Records provided Block Start
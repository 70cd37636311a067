//! Prometheus metrics for the projection engine.
//!
//! Emission failures are swallowed: a call to any `record_*` method never
//! returns a `Result` and never panics, matching the requirement that a
//! metrics hiccup must never affect the operation it is observing.
//!
//! # Example
//!
//! ```rust,no_run
//! use factflow_runtime::metrics::MetricsServer;
//!
//! # async fn example() -> Result<(), Box<dyn std::error::Error>> {
//! let mut server = MetricsServer::new("0.0.0.0:9090".parse()?);
//! server.start()?;
//! // Metrics available at http://localhost:9090/metrics
//! # Ok(())
//! # }
//! ```

use metrics::{describe_counter, describe_gauge, describe_histogram};
use metrics_exporter_prometheus::{Matcher, PrometheusBuilder, PrometheusHandle};
use std::net::SocketAddr;
use std::time::Duration;
use thiserror::Error;

pub use metrics::{counter, gauge, histogram};

/// Errors from metrics operations.
#[derive(Error, Debug)]
pub enum MetricsError {
    /// Failed to build metrics exporter
    #[error("Failed to build metrics exporter: {0}")]
    Build(String),
    /// Failed to install metrics exporter
    #[error("Failed to install metrics exporter: {0}")]
    Install(String),
    /// Failed to bind HTTP server
    #[error("Failed to bind metrics server: {0}")]
    Bind(#[from] std::io::Error),
}

/// Prometheus metrics server.
///
/// Exposes metrics on an HTTP endpoint for Prometheus scraping.
pub struct MetricsServer {
    addr: SocketAddr,
    handle: Option<PrometheusHandle>,
}

impl MetricsServer {
    /// Create a new metrics server.
    #[must_use]
    pub const fn new(addr: SocketAddr) -> Self {
        Self { addr, handle: None }
    }

    /// Initialize metrics and start the HTTP server.
    ///
    /// # Errors
    ///
    /// Returns error if metrics exporter cannot be installed or server cannot bind.
    ///
    /// # Note
    ///
    /// If a metrics recorder is already installed (e.g., in tests), this will fail
    /// with `MetricsError::Install`. In production, ensure this is only called once.
    pub fn start(&mut self) -> Result<(), MetricsError> {
        register_metrics();

        let builder = PrometheusBuilder::new()
            .set_buckets_for_metric(
                Matcher::Suffix("duration_seconds".to_string()),
                &[
                    0.001, 0.005, 0.01, 0.025, 0.05, 0.1, 0.25, 0.5, 1.0, 2.5, 5.0, 10.0,
                ],
            )
            .map_err(|e| MetricsError::Build(e.to_string()))?;

        match builder.install_recorder() {
            Ok(handle) => {
                self.handle = Some(handle);
                tracing::info!(addr = %self.addr, "metrics server started");
                Ok(())
            }
            Err(e) => {
                let err_msg = e.to_string();
                if err_msg.contains("already initialized") {
                    tracing::warn!("metrics recorder already initialized, skipping re-initialization");
                    Ok(())
                } else {
                    Err(MetricsError::Install(err_msg))
                }
            }
        }
    }

    /// Get the metrics handle for rendering.
    #[must_use]
    pub const fn handle(&self) -> Option<&PrometheusHandle> {
        self.handle.as_ref()
    }

    /// Render current metrics in Prometheus format.
    ///
    /// Returns `None` if server hasn't been started.
    #[must_use]
    pub fn render(&self) -> Option<String> {
        self.handle.as_ref().map(PrometheusHandle::render)
    }
}

fn register_metrics() {
    describe_histogram!(
        "factflow_managed_projection_update_duration_seconds",
        "Time taken for a managed projection's execute_update critical section"
    );
    describe_histogram!(
        "factflow_fetch_duration_seconds",
        "Time taken by ProjectionEngine::fetch"
    );
    describe_histogram!(
        "factflow_find_duration_seconds",
        "Time taken by ProjectionEngine::find"
    );
    describe_histogram!(
        "factflow_event_processing_latency_seconds",
        "Time from a fact's log position timestamp to its being applied"
    );
    describe_gauge!(
        "factflow_fetch_size",
        "Number of bytes read for the most recent snapshot fetch"
    );
}

/// Records the four timed spans and one gauge the projection engine
/// emits, each tagged with the projection's `class` and (where
/// applicable) whether the call was made under a held write lock.
pub struct EngineMetrics;

impl EngineMetrics {
    /// Record a managed projection's `execute_update` duration.
    pub fn record_managed_update(class: &'static str, duration: Duration) {
        histogram!("factflow_managed_projection_update_duration_seconds", "class" => class)
            .record(duration.as_secs_f64());
    }

    /// Record a `fetch` call's duration.
    pub fn record_fetch(class: &'static str, duration: Duration) {
        histogram!("factflow_fetch_duration_seconds", "class" => class).record(duration.as_secs_f64());
    }

    /// Record a `find` call's duration, tagged with whether it ran under
    /// a held write lock.
    pub fn record_find(class: &'static str, locked: bool, duration: Duration) {
        histogram!(
            "factflow_find_duration_seconds",
            "class" => class,
            "locked" => locked.to_string(),
        )
        .record(duration.as_secs_f64());
    }

    /// Record the latency between a fact becoming available and being
    /// applied to a projection.
    pub fn record_event_latency(class: &'static str, latency: Duration) {
        histogram!("factflow_event_processing_latency_seconds", "class" => class)
            .record(latency.as_secs_f64());
    }

    /// Record the byte size of the most recent snapshot fetched for
    /// `class`.
    pub fn record_fetch_size(class: &'static str, bytes: usize) {
        gauge!("factflow_fetch_size", "class" => class).set(bytes as f64);
    }
}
Records provided Block End
= Task details =
Write the data back out verbatim.

= Output below =
repository 70cd37636311a067
//! Prometheus metrics for the projection engine.
//!
//! Emission failures are swallowed: a call to any `record_*` method never
//! returns a `Result` and never panics, matching the requirement that a
//! metrics hiccup must never affect the operation it is observing.
//!
//! # Example
//!
//! ```rust,no_run
//! use factflow_runtime::metrics::MetricsServer;
//!
//! # async fn example() -> Result<(), Box<dyn std::error::Error>> {
//! let mut server = MetricsServer::new("0.0.0.0:9090".parse()?);
//! server.start()?;
//! // Metrics available at http://localhost:9090/metrics
//! # Ok(())
//! # }
//! ```

use metrics::{describe_counter, describe_gauge, describe_histogram};
use metrics_exporter_prometheus::{Matcher, PrometheusBuilder, PrometheusHandle};
use std::net::SocketAddr;
use std::time::Duration;
use thiserror::Error;

pub use metrics::{counter, gauge, histogram};

/// Errors from metrics operations.
#[derive(Error, Debug)]
pub enum MetricsError {
    /// Failed to build metrics exporter
    #[error("Failed to build metrics exporter: {0}")]
    Build(String),
    /// Failed to install metrics exporter
    #[error("Failed to install metrics exporter: {0}")]
    Install(String),
    /// Failed to bind HTTP server
    #[error("Failed to bind metrics server: {0}")]
    Bind(#[from] std::io::Error),
}

/// Prometheus metrics server.
///
/// Exposes metrics on an HTTP endpoint for Prometheus scraping.
pub struct MetricsServer {
    addr: SocketAddr,
    handle: Option<PrometheusHandle>,
}

impl MetricsServer {
    /// Create a new metrics server.
    #[must_use]
    pub const fn new(addr: SocketAddr) -> Self {
        Self { addr, handle: None }
    }

    /// Initialize metrics and start the HTTP server.
    ///
    /// # Errors
    ///
    /// Returns error if metrics exporter cannot be installed or server cannot bind.
    ///
    /// # Note
    ///
    /// If a metrics recorder is already installed (e.g., in tests), this will fail
    /// with `MetricsError::Install`. In production, ensure this is only called once.
    pub fn start(&mut self) -> Result<(), MetricsError> {
        register_metrics();

        let builder = PrometheusBuilder::new()
            .set_buckets_for_metric(
                Matcher::Suffix("duration_seconds".to_string()),
                &[
                    0.001, 0.005, 0.01, 0.025, 0.05, 0.1, 0.25, 0.5, 1.0, 2.5, 5.0, 10.0,
                ],
            )
            .map_err(|e| MetricsError::Build(e.to_string()))?;

        match builder.install_recorder() {
            Ok(handle) => {
                self.handle = Some(handle);
                tracing::info!(addr = %self.addr, "metrics server started");
                Ok(())
            }
            Err(e) => {
                let err_msg = e.to_string();
                if err_msg.contains("already initialized") {
                    tracing::warn!("metrics recorder already initialized, skipping re-initialization");
                    Ok(())
                } else {
                    Err(MetricsError::Install(err_msg))
                }
            }
        }
    }

    /// Get the metrics handle for rendering.
    #[must_use]
    pub const fn handle(&self) -> Option<&PrometheusHandle> {
        self.handle.as_ref()
    }

    /// Render current metrics in Prometheus format.
    ///
    /// Returns `None` if server hasn't been started.
    #[must_use]
    pub fn render(&self) -> Option<String> {
        self.handle.as_ref().map(PrometheusHandle::render)
    }
}

fn register_metrics() {
    describe_histogram!(
        "factflow_managed_projection_update_duration_seconds",
        "Time taken for a managed projection's execute_update critical section"
    );
    describe_histogram!(
        "factflow_fetch_duration_seconds",
        "Time taken by ProjectionEngine::fetch"
    );
    describe_histogram!(
        "factflow_find_duration_seconds",
        "Time taken by ProjectionEngine::find"
    );
    describe_histogram!(
        "factflow_event_processing_latency_seconds",
        "Time from a fact's log position timestamp to its being applied"
    );
    describe_gauge!(
        "factflow_fetch_size",
        "Number of bytes read for the most recent snapshot fetch"
    );
}

/// Records the four timed spans and one gauge the projection engine
/// emits, each tagged with the projection's `class` and (where
/// applicable) whether the call was made under a held write lock.
pub struct EngineMetrics;

impl EngineMetrics {
    /// Record a managed projection's `execute_update` duration.
    pub fn record_managed_update(class: &'static str, duration: Duration) {
        histogram!("factflow_managed_projection_update_duration_seconds", "class" => class)
            .record(duration.as_secs_f64());
    }

    /// Record a `fetch` call's duration.
    pub fn record_fetch(class: &'static str, duration: Duration) {
        histogram!("factflow_fetch_duration_seconds", "class" => class).record(duration.as_secs_f64());
    }

    /// Record a `find` call's duration, tagged with whether it ran under
    /// a held write lock.
    pub fn record_find(class: &'static str, locked: bool, duration: Duration) {
        histogram!(
            "factflow_find_duration_seconds",
            "class" => class,
            "locked" => locked.to_string(),
        )
        .record(duration.as_secs_f64());
    }

    /// Record the latency between a fact becoming available and being
    /// applied to a projection.
    pub fn record_event_latency(class: &'static str, latency: Duration) {
        histogram!("factflow_event_processing_latency_seconds", "class" => class)
            .record(latency.as_secs_f64());
    }

    /// Record the byte size of the most recent snapshot fetched for
    /// `class`.
    pub fn record_fetch_size(class: &'static str, bytes: usize) {
        gauge!("factflow_fetch_size", "class" => class).set(bytes as f64);
    }
}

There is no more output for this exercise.